//! 基于随机超平面划分的近似最近邻索引（随机投影森林）
//!
//! 每棵树在每个节点随机选出两个参考描述符，按照距离哪一个更近将描述符分到左右子树，
//! 直到叶子节点足够小。查询时使用一个跨所有树的优先队列，优先展开距离分界面更远
//! 的分支，收集到足够多的候选后再计算精确的汉明距离并排序。
//!
//! 索引构建完成后只读，可以在多个线程之间直接共享。

use std::collections::BinaryHeap;
use std::fs::File;
use std::io::{BufReader, BufWriter};
use std::path::Path;

use log::{debug, info};
use rand::prelude::*;
use rayon::prelude::*;
use serde::{Deserialize, Serialize};

use crate::error::{Error, Result};
use crate::hamming::{Descriptor, hamming};
use crate::store::ImageId;

/// 树的最大深度，防止大量重复描述符导致退化
const MAX_DEPTH: usize = 64;

/// 选择两个不同参考点的最大尝试次数
const MAX_PIVOT_TRIES: usize = 8;

/// 插入索引的最小单元
#[derive(Debug, Clone, Copy, PartialEq, Eq, Serialize, Deserialize)]
pub struct IndexEntry {
    pub descriptor: Descriptor,
    pub owner: ImageId,
}

/// 一次查询返回的近邻
#[derive(Debug, Clone, Copy, PartialEq, Eq)]
pub struct Neighbor<'a> {
    pub entry: &'a IndexEntry,
    /// 到查询描述符的汉明距离
    pub distance: u32,
}

#[derive(Debug, Clone, PartialEq, Eq, Serialize, Deserialize)]
pub struct ForestParams {
    pub tree_count: usize,
    pub leaf_size: usize,
    pub seed: u64,
}

impl Default for ForestParams {
    fn default() -> Self {
        Self { tree_count: 10, leaf_size: 64, seed: 42 }
    }
}

#[derive(Debug, Clone, Serialize, Deserialize)]
enum Node {
    Split { left_ref: Descriptor, right_ref: Descriptor, left: u32, right: u32 },
    Leaf { items: Vec<u32> },
}

#[derive(Debug, Clone, Serialize, Deserialize)]
struct Tree {
    nodes: Vec<Node>,
    root: u32,
}

/// 随机投影森林
#[derive(Debug, Clone, Serialize, Deserialize)]
pub struct ApproximateIndex {
    entries: Vec<IndexEntry>,
    trees: Vec<Tree>,
    params: ForestParams,
}

impl ApproximateIndex {
    /// 使用默认的叶子大小和随机数种子构建索引
    pub fn build(entries: Vec<IndexEntry>, tree_count: usize) -> Result<Self> {
        Self::build_with(entries, &ForestParams { tree_count, ..Default::default() })
    }

    /// 构建索引，每棵树使用由种子派生出的独立随机数生成器，结果与线程调度无关
    pub fn build_with(entries: Vec<IndexEntry>, params: &ForestParams) -> Result<Self> {
        if entries.is_empty() {
            return Err(Error::Build("no entries to index".to_string()));
        }
        if params.tree_count < 1 {
            return Err(Error::Build(format!("tree_count must be >= 1, got {}", params.tree_count)));
        }
        if params.leaf_size < 2 {
            return Err(Error::Build(format!("leaf_size must be >= 2, got {}", params.leaf_size)));
        }
        if entries.len() > u32::MAX as usize {
            return Err(Error::Build(format!("too many entries: {}", entries.len())));
        }

        info!("正在构建 {} 棵树，描述符数量：{}", params.tree_count, entries.len());
        let trees = (0..params.tree_count)
            .into_par_iter()
            .map(|i| {
                let mut rng = StdRng::seed_from_u64(tree_seed(params.seed, i));
                let mut builder = TreeBuilder { entries: &entries, leaf_size: params.leaf_size, nodes: vec![] };
                let items = (0..entries.len() as u32).collect::<Vec<_>>();
                let root = builder.build_node(items, 0, &mut rng);
                Tree { nodes: builder.nodes, root }
            })
            .collect::<Vec<_>>();

        let index = Self { entries, trees, params: params.clone() };
        debug!("森林构建完成，节点总数：{}", index.node_count());
        Ok(index)
    }

    /// 查询最近的 k 个描述符，候选数量预算为 k * 树的数量
    pub fn query(&self, descriptor: &Descriptor, k: usize) -> Vec<Neighbor<'_>> {
        self.query_with_budget(descriptor, k, k * self.trees.len())
    }

    /// 查询最近的 k 个描述符，在收集到 search_k 个候选后停止展开
    ///
    /// 结果按距离升序排列，距离相同时按插入顺序排列，长度不超过 k
    pub fn query_with_budget(&self, descriptor: &Descriptor, k: usize, search_k: usize) -> Vec<Neighbor<'_>> {
        if k == 0 {
            return vec![];
        }
        let search_k = search_k.max(k);

        let mut heap = BinaryHeap::with_capacity(self.trees.len() * 4);
        for (t, tree) in self.trees.iter().enumerate() {
            heap.push((i32::MAX, t as u32, tree.root));
        }

        let mut candidates: Vec<u32> = Vec::with_capacity(search_k + self.params.leaf_size);
        while candidates.len() < search_k {
            let Some((priority, t, n)) = heap.pop() else {
                break;
            };
            match &self.trees[t as usize].nodes[n as usize] {
                Node::Leaf { items } => candidates.extend_from_slice(items),
                Node::Split { left_ref, right_ref, left, right } => {
                    // margin > 0 表示更靠近左侧参考点
                    let margin = hamming(descriptor, right_ref) as i32 - hamming(descriptor, left_ref) as i32;
                    heap.push((priority.min(margin), t, *left));
                    heap.push((priority.min(-margin), t, *right));
                }
            }
        }

        candidates.sort_unstable();
        candidates.dedup();

        let mut scored = candidates
            .into_iter()
            .map(|i| (hamming(descriptor, &self.entries[i as usize].descriptor), i))
            .collect::<Vec<_>>();
        if k < scored.len() {
            scored.select_nth_unstable(k);
            scored.truncate(k);
        }
        scored.sort_unstable();

        scored
            .into_iter()
            .map(|(distance, i)| Neighbor { entry: &self.entries[i as usize], distance })
            .collect()
    }

    /// 索引中的描述符数量
    pub fn len(&self) -> usize {
        self.entries.len()
    }

    pub fn is_empty(&self) -> bool {
        self.entries.is_empty()
    }

    pub fn tree_count(&self) -> usize {
        self.trees.len()
    }

    pub fn params(&self) -> &ForestParams {
        &self.params
    }

    pub fn entries(&self) -> &[IndexEntry] {
        &self.entries
    }

    fn node_count(&self) -> usize {
        self.trees.iter().map(|t| t.nodes.len()).sum()
    }

    /// 粗略估计索引占用的内存
    pub fn estimated_bytes(&self) -> u64 {
        let entries = self.entries.len() * size_of::<IndexEntry>();
        // 每个描述符在每棵树的叶子中出现一次
        let items = self.entries.len() * self.trees.len() * size_of::<u32>();
        let nodes = self.node_count() * size_of::<Node>();
        (entries + items + nodes) as u64
    }

    /// 从文件中加载索引
    pub fn open(path: impl AsRef<Path>) -> Result<Self> {
        let path = path.as_ref();
        debug!("reading index from {}", path.display());
        let reader = BufReader::new(File::open(path)?);
        let index: Self = bincode::deserialize_from(reader)?;
        if index.is_empty() || index.trees.is_empty() {
            return Err(Error::Build(format!("index file {} is empty", path.display())));
        }
        debug!("indexed descriptors: {}", index.len());
        Ok(index)
    }

    /// 保存索引，先写入临时文件再重命名
    pub fn save(&self, path: impl AsRef<Path>) -> Result<()> {
        let path = path.as_ref();
        let tmp = path.with_extension("tmp");
        {
            let mut writer = BufWriter::new(File::create(&tmp)?);
            bincode::serialize_into(&mut writer, self)?;
        }
        std::fs::rename(&tmp, path)?;
        Ok(())
    }
}

fn tree_seed(seed: u64, tree: usize) -> u64 {
    seed.wrapping_add((tree as u64).wrapping_mul(0x9E37_79B9_7F4A_7C15))
}

struct TreeBuilder<'a> {
    entries: &'a [IndexEntry],
    leaf_size: usize,
    nodes: Vec<Node>,
}

impl TreeBuilder<'_> {
    fn push(&mut self, node: Node) -> u32 {
        self.nodes.push(node);
        (self.nodes.len() - 1) as u32
    }

    fn build_node(&mut self, mut items: Vec<u32>, depth: usize, rng: &mut StdRng) -> u32 {
        if items.len() <= self.leaf_size || depth >= MAX_DEPTH {
            return self.push(Node::Leaf { items });
        }

        let (left_ref, right_ref) = self.pick_pivots(&items, rng);

        let mut left_items = Vec::with_capacity(items.len() / 2 + 1);
        let mut right_items = Vec::with_capacity(items.len() / 2 + 1);
        for &i in &items {
            let x = &self.entries[i as usize].descriptor;
            let (dl, dr) = (hamming(x, &left_ref), hamming(x, &right_ref));
            let go_left = match dl.cmp(&dr) {
                std::cmp::Ordering::Less => true,
                std::cmp::Ordering::Greater => false,
                std::cmp::Ordering::Equal => rng.random(),
            };
            if go_left {
                left_items.push(i);
            } else {
                right_items.push(i);
            }
        }

        // 参考点无法区分这些描述符时（例如全部相同），随机对半切分
        if left_items.is_empty() || right_items.is_empty() {
            items.shuffle(rng);
            right_items = items.split_off(items.len() / 2);
            left_items = items;
        }

        // 先占位，子节点编号确定后再回填
        let id = self.push(Node::Leaf { items: vec![] });
        let left = self.build_node(left_items, depth + 1, rng);
        let right = self.build_node(right_items, depth + 1, rng);
        self.nodes[id as usize] = Node::Split { left_ref, right_ref, left, right };
        id
    }

    fn pick_pivots(&self, items: &[u32], rng: &mut StdRng) -> (Descriptor, Descriptor) {
        let first = self.entries[*items.choose(rng).unwrap_or(&items[0]) as usize].descriptor;
        let mut second = first;
        for _ in 0..MAX_PIVOT_TRIES {
            second = self.entries[*items.choose(rng).unwrap_or(&items[0]) as usize].descriptor;
            if second != first {
                break;
            }
        }
        (first, second)
    }
}

#[cfg(test)]
mod tests {
    use super::*;

    fn random_entries(n: usize, images: u64, seed: u64) -> Vec<IndexEntry> {
        let mut rng = StdRng::seed_from_u64(seed);
        (0..n)
            .map(|i| {
                let mut descriptor = [0u8; 32];
                rng.fill_bytes(&mut descriptor);
                IndexEntry { descriptor, owner: ImageId(i as u64 % images) }
            })
            .collect()
    }

    #[test]
    fn test_build_rejects_empty() {
        assert!(matches!(ApproximateIndex::build(vec![], 10), Err(Error::Build(_))));
    }

    #[test]
    fn test_build_rejects_zero_trees() {
        let entries = random_entries(10, 2, 1);
        assert!(matches!(ApproximateIndex::build(entries, 0), Err(Error::Build(_))));
    }

    #[test]
    fn test_query_len_bounded_by_k() {
        let index = ApproximateIndex::build(random_entries(300, 5, 2), 4).unwrap();
        let q = index.entries()[0].descriptor;
        assert!(index.query(&q, 7).len() <= 7);
        assert!(index.query(&q, 0).is_empty());

        let small = ApproximateIndex::build(random_entries(3, 1, 3), 2).unwrap();
        assert_eq!(small.query(&q, 10).len(), 3);
    }

    #[test]
    fn test_results_sorted_by_distance() {
        let index = ApproximateIndex::build(random_entries(500, 5, 4), 5).unwrap();
        let q = [0x5au8; 32];
        let r = index.query(&q, 20);
        assert!(r.windows(2).all(|w| w[0].distance <= w[1].distance));
        for n in &r {
            assert_eq!(n.distance, hamming(&q, &n.entry.descriptor));
        }
    }

    #[test]
    fn test_self_recall() {
        let params = ForestParams { tree_count: 10, leaf_size: 16, seed: 7 };
        let index = ApproximateIndex::build_with(random_entries(500, 10, 5), &params).unwrap();
        let found = index
            .entries()
            .iter()
            .filter(|e| index.query(&e.descriptor, 1).first().map(|n| n.distance) == Some(0))
            .count();
        assert!(found >= 490, "self recall too low: {found}/500");
    }

    #[test]
    fn test_deterministic_given_seed() {
        let params = ForestParams { tree_count: 6, leaf_size: 8, seed: 99 };
        let a = ApproximateIndex::build_with(random_entries(400, 4, 6), &params).unwrap();
        let b = ApproximateIndex::build_with(random_entries(400, 4, 6), &params).unwrap();
        for q in random_entries(20, 1, 7) {
            let ra = a.query(&q.descriptor, 5);
            let rb = b.query(&q.descriptor, 5);
            assert_eq!(ra, rb);
        }
    }

    #[test]
    fn test_identical_descriptors() {
        let entries = (0..200).map(|i| IndexEntry { descriptor: [1u8; 32], owner: ImageId(i) }).collect();
        let params = ForestParams { tree_count: 2, leaf_size: 4, seed: 1 };
        let index = ApproximateIndex::build_with(entries, &params).unwrap();
        let r = index.query(&[1u8; 32], 10);
        assert_eq!(r.len(), 10);
        assert!(r.iter().all(|n| n.distance == 0));
    }

    #[test]
    fn test_save_open() {
        let dir = tempfile::TempDir::new().unwrap();
        let path = dir.path().join("index.bin");
        let index = ApproximateIndex::build(random_entries(100, 3, 8), 3).unwrap();
        index.save(&path).unwrap();
        let loaded = ApproximateIndex::open(&path).unwrap();
        assert_eq!(loaded.len(), 100);
        assert_eq!(loaded.tree_count(), 3);
        let q = index.entries()[10].descriptor;
        assert_eq!(index.query(&q, 5), loaded.query(&q, 5));
    }
}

Task. In the records, which lines use the word "StdRng"? Report them.

Solved exercise.
                let mut rng = StdRng::seed_from_u64(tree_seed(params.seed, i));
    fn build_node(&mut self, mut items: Vec<u32>, depth: usize, rng: &mut StdRng) -> u32 {
    fn pick_pivots(&self, items: &[u32], rng: &mut StdRng) -> (Descriptor, Descriptor) {
        let mut rng = StdRng::seed_from_u64(seed);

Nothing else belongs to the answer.